START SOURCE RECORDS

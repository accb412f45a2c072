//! 分析結果模型

use chrono::{DateTime, Utc};
use rust_decimal::Decimal;
use serde::{Deserialize, Serialize};
use std::collections::BTreeMap;
use std::fmt;

/// ABC 分類
#[derive(Debug, Clone, Copy, PartialEq, Eq, Hash, PartialOrd, Ord, Serialize, Deserialize)]
pub enum AbcClass {
    /// 高價值（累計價值前 80%）
    A,
    /// 中價值
    B,
    /// 低價值
    C,
}

impl AbcClass {
    pub const ALL: [AbcClass; 3] = [AbcClass::A, AbcClass::B, AbcClass::C];
}

impl fmt::Display for AbcClass {
    fn fmt(&self, f: &mut fmt::Formatter<'_>) -> fmt::Result {
        let s = match self {
            AbcClass::A => "A",
            AbcClass::B => "B",
            AbcClass::C => "C",
        };
        f.write_str(s)
    }
}

/// 週轉速度分類
#[derive(Debug, Clone, Copy, PartialEq, Eq, Hash, PartialOrd, Ord, Serialize, Deserialize)]
pub enum TurnoverClass {
    /// 快速週轉
    Fast,
    /// 中速週轉
    Medium,
    /// 慢速週轉
    Slow,
    /// 呆滯
    Dead,
}

impl TurnoverClass {
    pub const ALL: [TurnoverClass; 4] = [
        TurnoverClass::Fast,
        TurnoverClass::Medium,
        TurnoverClass::Slow,
        TurnoverClass::Dead,
    ];
}

impl fmt::Display for TurnoverClass {
    fn fmt(&self, f: &mut fmt::Formatter<'_>) -> fmt::Result {
        let s = match self {
            TurnoverClass::Fast => "Fast",
            TurnoverClass::Medium => "Medium",
            TurnoverClass::Slow => "Slow",
            TurnoverClass::Dead => "Dead",
        };
        f.write_str(s)
    }
}

/// ABC 分析結果（單一品項）
#[derive(Debug, Clone, Serialize, Deserialize)]
pub struct AbcResult {
    pub item_id: String,
    pub part_code: String,
    pub part_name: String,
    pub quantity: Decimal,
    pub unit_cost: Decimal,

    /// 庫存總值（現有數量 × 單位成本）
    pub total_value: Decimal,

    /// 年化耗用量
    pub annual_consumption: Decimal,

    /// 年耗用價值
    pub annual_value: Decimal,

    pub abc_class: AbcClass,

    /// 佔總年耗用價值百分比
    pub percentage_value: Decimal,

    /// 依年耗用價值遞減排序後的累計百分比
    pub cumulative_percentage: Decimal,

    pub turnover_rate: Decimal,
    pub days_of_supply: Decimal,
}

/// 週轉分析結果（單一品項）
#[derive(Debug, Clone, Serialize, Deserialize)]
pub struct TurnoverResult {
    pub item_id: String,
    pub part_code: String,
    pub part_name: String,
    pub total_value: Decimal,

    /// 平均庫存（以現有庫存近似）
    pub avg_inventory: Decimal,

    pub annual_consumption: Decimal,
    pub turnover_rate: Decimal,
    pub days_of_supply: Decimal,
    pub classification: TurnoverClass,

    /// 期間內最後一次異動時間
    pub last_movement_at: Option<DateTime<Utc>>,
}

/// 庫存精確度結果（單一品項）
#[derive(Debug, Clone, Serialize, Deserialize)]
pub struct AccuracyResult {
    pub item_id: String,
    pub part_code: String,
    pub part_name: String,
    pub unit_cost: Decimal,

    /// 系統帳面數量
    pub system_quantity: Decimal,

    /// 實盤數量（無盤點紀錄時等於帳面數量）
    pub physical_quantity: Decimal,

    /// 差異數量（實盤 − 帳面）
    pub variance: Decimal,
    pub variance_percentage: Decimal,
    pub variance_value: Decimal,

    /// 精確度分數 [0, 100]
    pub accuracy_score: Decimal,

    /// 採用的盤點完成時間
    pub last_counted_at: Option<DateTime<Utc>>,
}

impl AccuracyResult {
    /// 是否有盤點紀錄佐證
    pub fn was_counted(&self) -> bool {
        self.last_counted_at.is_some()
    }
}

/// 分類統計（品項數與庫存價值）
#[derive(Debug, Clone, Copy, Default, PartialEq, Eq, Serialize, Deserialize)]
pub struct ClassBreakdown {
    pub count: usize,
    pub value: Decimal,
}

impl ClassBreakdown {
    pub fn add(&mut self, value: Decimal) {
        self.count += 1;
        self.value = self.value.saturating_add(value);
    }
}

/// 庫存績效彙總指標
#[derive(Debug, Clone, PartialEq, Serialize, Deserialize)]
pub struct PerformanceMetrics {
    pub total_items: usize,
    pub total_value: Decimal,
    pub abc_distribution: BTreeMap<AbcClass, ClassBreakdown>,
    pub turnover_distribution: BTreeMap<TurnoverClass, ClassBreakdown>,
    pub average_accuracy: Decimal,
    pub average_turnover: Decimal,
    pub dead_stock_value: Decimal,
    pub fast_moving_items: usize,
}

impl PerformanceMetrics {
    /// 創建空的彙總（所有分類皆存在且為 0）
    pub fn empty() -> Self {
        Self {
            total_items: 0,
            total_value: Decimal::ZERO,
            abc_distribution: AbcClass::ALL
                .into_iter()
                .map(|c| (c, ClassBreakdown::default()))
                .collect(),
            turnover_distribution: TurnoverClass::ALL
                .into_iter()
                .map(|c| (c, ClassBreakdown::default()))
                .collect(),
            average_accuracy: Decimal::ZERO,
            average_turnover: Decimal::ZERO,
            dead_stock_value: Decimal::ZERO,
            fast_moving_items: 0,
        }
    }

    /// 取得 ABC 分類統計
    pub fn abc(&self, class: AbcClass) -> ClassBreakdown {
        self.abc_distribution.get(&class).copied().unwrap_or_default()
    }

    /// 取得週轉分類統計
    pub fn turnover(&self, class: TurnoverClass) -> ClassBreakdown {
        self.turnover_distribution
            .get(&class)
            .copied()
            .unwrap_or_default()
    }
}

#[cfg(test)]
mod tests {
    use super::*;

    #[test]
    fn test_empty_metrics_has_all_classes() {
        let metrics = PerformanceMetrics::empty();

        assert_eq!(metrics.abc_distribution.len(), 3);
        assert_eq!(metrics.turnover_distribution.len(), 4);
        assert_eq!(metrics.abc(AbcClass::B).count, 0);
        assert_eq!(metrics.turnover(TurnoverClass::Dead).value, Decimal::ZERO);
    }

    #[test]
    fn test_class_breakdown_add() {
        let mut breakdown = ClassBreakdown::default();
        breakdown.add(Decimal::from(150));
        breakdown.add(Decimal::from(50));

        assert_eq!(breakdown.count, 2);
        assert_eq!(breakdown.value, Decimal::from(200));
    }

    #[test]
    fn test_metrics_json_keys() {
        let json = serde_json::to_value(PerformanceMetrics::empty()).unwrap();
        assert!(json["abc_distribution"].get("A").is_some());
        assert!(json["turnover_distribution"].get("Dead").is_some());
    }
}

END SOURCE RECORDS

▶ _EXERCISE DETAILS_
Among the lines above, find those carrying the word "enum" and copy them out.

▶ _RESPONSE FOR THIS EXERCISE_
pub enum AbcClass {
pub enum TurnoverClass {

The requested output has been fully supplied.